## What you will do
Output the line that contains "storage = sea_orm_storage::SeaOrmStorage::new_async().await?;" and every line after it to the end of the entries, with nothing added or left out.

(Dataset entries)
//! 从存储快照装配成绩条目和成绩单

use std::collections::HashMap;
use std::sync::Arc;

use crate::errors::Result;
use crate::models::{
    assignments::{Assignment, AssignmentQuery},
    attendance::{AttendanceQuery, AttendanceSummary},
    grades::{
        entities::{GradeEntry, GradeStatus, PeriodScore},
        responses::ReportCard,
    },
    observations::ObservationQuery,
    students::entities::Student,
};
use crate::storage::Storage;
use crate::utils::grade_calc;

/// 按授课安排分组装配条目
pub(crate) fn entries_from(
    assignments: &[Assignment],
    student_id: i64,
    scores: &[PeriodScore],
) -> Vec<GradeEntry> {
    let mut by_assignment: HashMap<i64, Vec<&PeriodScore>> = HashMap::new();
    for score in scores.iter().filter(|s| s.student_id == student_id) {
        by_assignment.entry(score.assignment_id).or_default().push(score);
    }

    let mut entries: Vec<GradeEntry> = assignments
        .iter()
        .map(|a| {
            GradeEntry::new(
                a.id,
                a.subject_id,
                a.subject_name.clone(),
                a.teacher_name.clone(),
                student_id,
            )
            .with_scores(by_assignment.remove(&a.id).unwrap_or_default())
        })
        .collect();
    entries.sort_by(|a, b| a.subject_name.cmp(&b.subject_name));
    entries
}

/// 学生当前班级所有科目的成绩条目
pub(crate) async fn student_grade_entries(
    storage: &Arc<dyn Storage>,
    student: &Student,
) -> Result<Vec<GradeEntry>> {
    let Some(class_id) = student.class_id else {
        return Ok(Vec::new());
    };

    let assignments = storage
        .list_assignments(AssignmentQuery {
            class_id: Some(class_id),
            ..Default::default()
        })
        .await?;
    let scores = storage.list_period_scores(None, Some(student.id)).await?;

    Ok(entries_from(&assignments, student.id, &scores))
}

pub(crate) fn count_status(entries: &[GradeEntry], status: GradeStatus) -> i64 {
    entries.iter().filter(|e| e.status() == Some(status)).count() as i64
}

pub(crate) async fn build_report_card(
    storage: &Arc<dyn Storage>,
    student: Student,
) -> Result<ReportCard> {
    let lines = student_grade_entries(storage, &student).await?;

    let attendance = storage
        .list_attendance(AttendanceQuery {
            student_id: Some(student.id),
            ..Default::default()
        })
        .await?;
    let summary = AttendanceSummary::from_records(&attendance);

    let observations = storage
        .list_observations(ObservationQuery {
            student_id: Some(student.id),
            class_id: None,
        })
        .await?;

    Ok(ReportCard {
        class_name: student.class_name.clone(),
        general_average: grade_calc::general_average(lines.iter().map(|l| l.average())),
        approved_subjects: count_status(&lines, GradeStatus::Approved),
        remedial_subjects: count_status(&lines, GradeStatus::Remedial),
        overall_status: grade_calc::overall_status(lines.iter().map(|l| l.status())),
        total_absences: summary.absences,
        attendance_rate: summary.attendance_rate,
        observations,
        lines,
        student,
    })
}

#[cfg(test)]
mod tests {
    use super::*;

    fn assignment(id: i64, subject: &str) -> Assignment {
        Assignment {
            id,
            class_id: 1,
            class_name: "9A".into(),
            subject_id: id * 10,
            subject_name: subject.into(),
            teacher_id: 1,
            teacher_name: "Maria".into(),
            year: 2025,
            created_at: chrono::Utc::now(),
        }
    }

    fn score(assignment_id: i64, student_id: i64, bimester: i32, value: Option<f64>) -> PeriodScore {
        PeriodScore {
            id: assignment_id * 100 + bimester as i64,
            assignment_id,
            student_id,
            bimester,
            score: value,
            updated_at: chrono::Utc::now(),
        }
    }

    #[test]
    fn groups_scores_per_subject_and_ignores_other_students() {
        let assignments = [assignment(1, "Science"), assignment(2, "Mathematics")];
        let scores = [
            score(1, 5, 1, Some(8.5)),
            score(1, 5, 2, Some(7.8)),
            score(1, 5, 3, Some(9.0)),
            score(1, 5, 4, Some(8.2)),
            score(2, 5, 1, Some(6.8)),
            score(2, 6, 1, Some(10.0)),
        ];

        let entries = entries_from(&assignments, 5, &scores);

        assert_eq!(entries.len(), 2);
        assert_eq!(entries[0].subject_name, "Mathematics");
        assert_eq!(entries[0].average(), Some(6.8));
        assert_eq!(entries[0].status(), Some(GradeStatus::Remedial));
        assert!((entries[1].average().unwrap() - 8.375).abs() < 1e-9);
        assert_eq!(count_status(&entries, GradeStatus::Approved), 1);
    }

    #[test]
    fn subject_without_scores_is_pending() {
        let entries = entries_from(&[assignment(1, "Art")], 5, &[]);
        assert_eq!(entries[0].average(), None);
        assert_eq!(entries[0].status(), None);
    }
}
//! 学生实体

use sea_orm::entity::prelude::*;

#[derive(Clone, Debug, PartialEq, DeriveEntityModel)]
#[sea_orm(table_name = "students")]
pub struct Model {
    #[sea_orm(primary_key)]
    pub id: i64,
    pub user_id: Option<i64>,
    pub name: String,
    #[sea_orm(unique)]
    pub email: String,
    pub phone: Option<String>,
    #[sea_orm(unique)]
    pub registration_number: String,
    pub birth_date: Option<String>,
    pub address: Option<String>,
    pub status: String,
    pub created_at: i64,
    pub updated_at: i64,
}

#[derive(Copy, Clone, Debug, EnumIter, DeriveRelation)]
pub enum Relation {
    #[sea_orm(
        belongs_to = "super::users::Entity",
        from = "Column::UserId",
        to = "super::users::Column::Id"
    )]
    User,
    #[sea_orm(has_many = "super::enrollments::Entity")]
    Enrollments,
}

impl Related<super::users::Entity> for Entity {
    fn to() -> RelationDef {
        Relation::User.def()
    }
}

impl Related<super::enrollments::Entity> for Entity {
    fn to() -> RelationDef {
        Relation::Enrollments.def()
    }
}

impl ActiveModelBehavior for ActiveModel {}

impl Model {
    /// `class` 为有效入班记录对应的 (班级ID, 班级名)
    pub fn into_student(
        self,
        class: Option<(i64, String)>,
    ) -> crate::models::students::entities::Student {
        use crate::models::students::entities::{Student, StudentStatus};
        use super::from_timestamp;

        let (class_id, class_name) = class.unzip();
        Student {
            id: self.id,
            user_id: self.user_id,
            name: self.name,
            email: self.email,
            phone: self.phone,
            registration_number: self.registration_number,
            birth_date: self.birth_date,
            address: self.address,
            status: self
                .status
                .parse::<StudentStatus>()
                .unwrap_or(StudentStatus::Active),
            class_id,
            class_name,
            created_at: from_timestamp(self.created_at),
            updated_at: from_timestamp(self.updated_at),
        }
    }
}
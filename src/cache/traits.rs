use async_trait::async_trait;

/// 缓存查询结果
#[derive(Debug, Clone, PartialEq, Eq)]
pub enum CacheResult<T> {
    Found(T),
    NotFound,
    /// 后端出错，无法判断键是否存在
    ExistsButNoValue,
}

impl<T> CacheResult<T> {
    pub fn is_found(&self) -> bool {
        matches!(self, CacheResult::Found(_))
    }
}

#[async_trait]
pub trait ObjectCache: Send + Sync {
    async fn get_raw(&self, key: &str) -> CacheResult<String>;

    /// `ttl` 为秒，0 表示使用默认 TTL
    async fn insert_raw(&self, key: String, value: String, ttl: u64);

    async fn remove(&self, key: &str);

    async fn invalidate_all(&self);
}
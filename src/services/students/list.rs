use actix_web::{HttpRequest, HttpResponse, Result as ActixResult};
use std::collections::HashSet;

use super::StudentService;
use crate::models::{
    ApiResponse, ErrorCode, PaginatedResponse,
    classes::requests::ClassScope,
    students::requests::{StudentFilter, StudentQueryParams},
};
use crate::services::{Actor, error_response, forbidden, resolve_actor};
use crate::utils::roster_filter::filter_roster;

pub async fn list_students(
    service: &StudentService,
    request: &HttpRequest,
    query: StudentQueryParams,
) -> ActixResult<HttpResponse> {
    let storage = service.get_storage(request);

    // 教师只能看到自己任教班级的学生
    let taught: Option<HashSet<i64>> = match resolve_actor(&storage, request).await {
        Ok(Actor::Admin(_)) => None,
        Ok(Actor::Teacher(_, teacher)) => {
            match storage.list_classes(ClassScope::TaughtBy(teacher.id)).await {
                Ok(classes) => Some(classes.into_iter().map(|c| c.id).collect()),
                Err(e) => return Ok(error_response(&e, "Failed to load teacher classes")),
            }
        }
        Ok(_) => {
            return Ok(forbidden(
                ErrorCode::Forbidden,
                "You do not have permission to list students",
            ));
        }
        Err(resp) => return Ok(resp),
    };

    if let (Some(taught), Some(class_id)) = (&taught, query.class_id)
        && !taught.contains(&class_id)
    {
        return Ok(forbidden(
            ErrorCode::Forbidden,
            "You can only list students of classes you teach",
        ));
    }

    let students = match storage
        .list_students(StudentFilter {
            class_id: query.class_id,
            status: query.status,
        })
        .await
    {
        Ok(students) => students,
        Err(e) => return Ok(error_response(&e, "Failed to retrieve student list")),
    };

    let students = match &taught {
        Some(taught) => students
            .into_iter()
            .filter(|s| s.class_id.is_some_and(|id| taught.contains(&id)))
            .collect(),
        None => students,
    };

    let filtered = filter_roster(students, query.search.as_deref().unwrap_or(""));
    let page = PaginatedResponse::from_snapshot(filtered, &query.pagination);

    Ok(HttpResponse::Ok().json(ApiResponse::success(
        page,
        "Student list retrieved successfully",
    )))
}
pub mod create;
pub mod delete;
pub mod get;
pub mod list;
pub mod update;

use actix_web::{HttpRequest, HttpResponse, Result as ActixResult};

use crate::models::teachers::requests::{
    CreateTeacherRequest, TeacherQueryParams, UpdateTeacherRequest,
};

super::lazy_service!(TeacherService);

impl TeacherService {
    pub async fn list_teachers(
        &self,
        request: &HttpRequest,
        query: TeacherQueryParams,
    ) -> ActixResult<HttpResponse> {
        list::list_teachers(self, request, query).await
    }

    pub async fn create_teacher(
        &self,
        request: &HttpRequest,
        body: CreateTeacherRequest,
    ) -> ActixResult<HttpResponse> {
        create::create_teacher(self, request, body).await
    }

    pub async fn get_teacher(&self, request: &HttpRequest, id: i64) -> ActixResult<HttpResponse> {
        get::get_teacher(self, request, id).await
    }

    pub async fn update_teacher(
        &self,
        request: &HttpRequest,
        id: i64,
        body: UpdateTeacherRequest,
    ) -> ActixResult<HttpResponse> {
        update::update_teacher(self, request, id, body).await
    }

    pub async fn delete_teacher(&self, request: &HttpRequest, id: i64) -> ActixResult<HttpResponse> {
        delete::delete_teacher(self, request, id).await
    }
}
use std::sync::Arc;

use crate::models::{
    assignments::{Assignment, AssignmentQuery},
    attendance::{AttendanceQuery, AttendanceRecord},
    classes::{
        entities::Class,
        requests::{ClassScope, CreateClassRequest, UpdateClassRequest},
    },
    enrollments::{Enrollment, EnrollmentQuery, EnrollmentStatus},
    grades::entities::PeriodScore,
    observations::{CreateObservationRequest, Observation, ObservationQuery},
    students::{
        entities::Student,
        requests::{CreateStudentRequest, StudentFilter, UpdateStudentRequest},
    },
    subjects::{CreateSubjectRequest, Subject},
    teachers::{
        entities::{Teacher, TeacherStatus},
        requests::{CreateTeacherRequest, UpdateTeacherRequest},
    },
    users::{entities::User, requests::CreateUserRequest},
};

use crate::errors::Result;

pub mod sea_orm_storage;

/// 唯一的数据访问层
///
/// 所有读取都返回快照，服务层不保留名册或成绩的副本。
#[async_trait::async_trait]
pub trait Storage: Send + Sync {
    /// 登录账号
    async fn create_user(&self, user: CreateUserRequest) -> Result<User>;
    async fn get_user_by_id(&self, id: i64) -> Result<Option<User>>;
    async fn get_user_by_email(&self, email: &str) -> Result<Option<User>>;
    async fn update_last_login(&self, id: i64) -> Result<bool>;
    async fn delete_user(&self, id: i64) -> Result<bool>;
    async fn count_users(&self) -> Result<u64>;

    /// 学生
    async fn create_student(
        &self,
        student: CreateStudentRequest,
        user_id: Option<i64>,
    ) -> Result<Student>;
    async fn get_student_by_id(&self, id: i64) -> Result<Option<Student>>;
    async fn get_student_by_user_id(&self, user_id: i64) -> Result<Option<Student>>;
    // 按 id 升序返回完整名册
    async fn list_students(&self, filter: StudentFilter) -> Result<Vec<Student>>;
    async fn update_student(&self, id: i64, update: UpdateStudentRequest)
    -> Result<Option<Student>>;
    async fn delete_student(&self, id: i64) -> Result<bool>;

    /// 教师
    async fn create_teacher(
        &self,
        teacher: CreateTeacherRequest,
        user_id: Option<i64>,
    ) -> Result<Teacher>;
    async fn get_teacher_by_id(&self, id: i64) -> Result<Option<Teacher>>;
    async fn get_teacher_by_user_id(&self, user_id: i64) -> Result<Option<Teacher>>;
    async fn list_teachers(&self, status: Option<TeacherStatus>) -> Result<Vec<Teacher>>;
    async fn update_teacher(&self, id: i64, update: UpdateTeacherRequest)
    -> Result<Option<Teacher>>;
    async fn delete_teacher(&self, id: i64) -> Result<bool>;

    /// 班级，`class.year` 必须已由服务层确定
    async fn create_class(&self, class: CreateClassRequest) -> Result<Class>;
    async fn get_class_by_id(&self, id: i64) -> Result<Option<Class>>;
    async fn list_classes(&self, scope: ClassScope) -> Result<Vec<Class>>;
    async fn update_class(&self, id: i64, update: UpdateClassRequest) -> Result<Option<Class>>;
    async fn delete_class(&self, id: i64) -> Result<bool>;

    /// 学科
    async fn create_subject(&self, subject: CreateSubjectRequest) -> Result<Subject>;
    async fn get_subject_by_id(&self, id: i64) -> Result<Option<Subject>>;
    async fn list_subjects(&self) -> Result<Vec<Subject>>;
    async fn delete_subject(&self, id: i64) -> Result<bool>;

    /// 授课安排
    async fn create_assignment(
        &self,
        class_id: i64,
        subject_id: i64,
        teacher_id: i64,
        year: i32,
    ) -> Result<Assignment>;
    async fn get_assignment_by_id(&self, id: i64) -> Result<Option<Assignment>>;
    async fn list_assignments(&self, query: AssignmentQuery) -> Result<Vec<Assignment>>;
    async fn delete_assignment(&self, id: i64) -> Result<bool>;

    /// 入班记录
    // 已存在但非有效的记录会被重新激活
    async fn create_enrollment(&self, student_id: i64, class_id: i64) -> Result<Enrollment>;
    async fn get_enrollment_by_id(&self, id: i64) -> Result<Option<Enrollment>>;
    async fn list_enrollments(&self, query: EnrollmentQuery) -> Result<Vec<Enrollment>>;
    async fn update_enrollment_status(
        &self,
        id: i64,
        status: EnrollmentStatus,
    ) -> Result<Option<Enrollment>>;
    async fn delete_enrollment(&self, id: i64) -> Result<bool>;

    /// 学期成绩：按 (assignment_id, student_id, bimester) 写入或覆盖
    async fn upsert_grade(
        &self,
        assignment_id: i64,
        student_id: i64,
        bimester: i32,
        score: Option<f64>,
    ) -> Result<PeriodScore>;
    async fn list_period_scores(
        &self,
        assignment_id: Option<i64>,
        student_id: Option<i64>,
    ) -> Result<Vec<PeriodScore>>;
    async fn list_period_scores_for_assignments(
        &self,
        assignment_ids: &[i64],
    ) -> Result<Vec<PeriodScore>>;

    /// 考勤：按 (student_id, class_id, date) 写入或覆盖
    async fn upsert_attendance(
        &self,
        student_id: i64,
        class_id: i64,
        date: &str,
        present: bool,
    ) -> Result<AttendanceRecord>;
    /// 整班点名，全部成功或全部不写入
    async fn upsert_attendance_batch(
        &self,
        class_id: i64,
        date: &str,
        entries: &[(i64, bool)],
    ) -> Result<Vec<AttendanceRecord>>;
    async fn list_attendance(&self, query: AttendanceQuery) -> Result<Vec<AttendanceRecord>>;

    /// 评语
    async fn create_observation(
        &self,
        teacher_id: i64,
        observation: CreateObservationRequest,
    ) -> Result<Observation>;
    async fn get_observation_by_id(&self, id: i64) -> Result<Option<Observation>>;
    async fn list_observations(&self, query: ObservationQuery) -> Result<Vec<Observation>>;
    async fn update_observation(&self, id: i64, content: String) -> Result<Option<Observation>>;
    async fn delete_observation(&self, id: i64) -> Result<bool>;
}

pub async fn create_storage() -> Result<Arc<dyn Storage>> {
    let storage = sea_orm_storage::SeaOrmStorage::new_async().await?;
    Ok(Arc::new(storage))
}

## Problem solution
    let storage = sea_orm_storage::SeaOrmStorage::new_async().await?;
    Ok(Arc::new(storage))
}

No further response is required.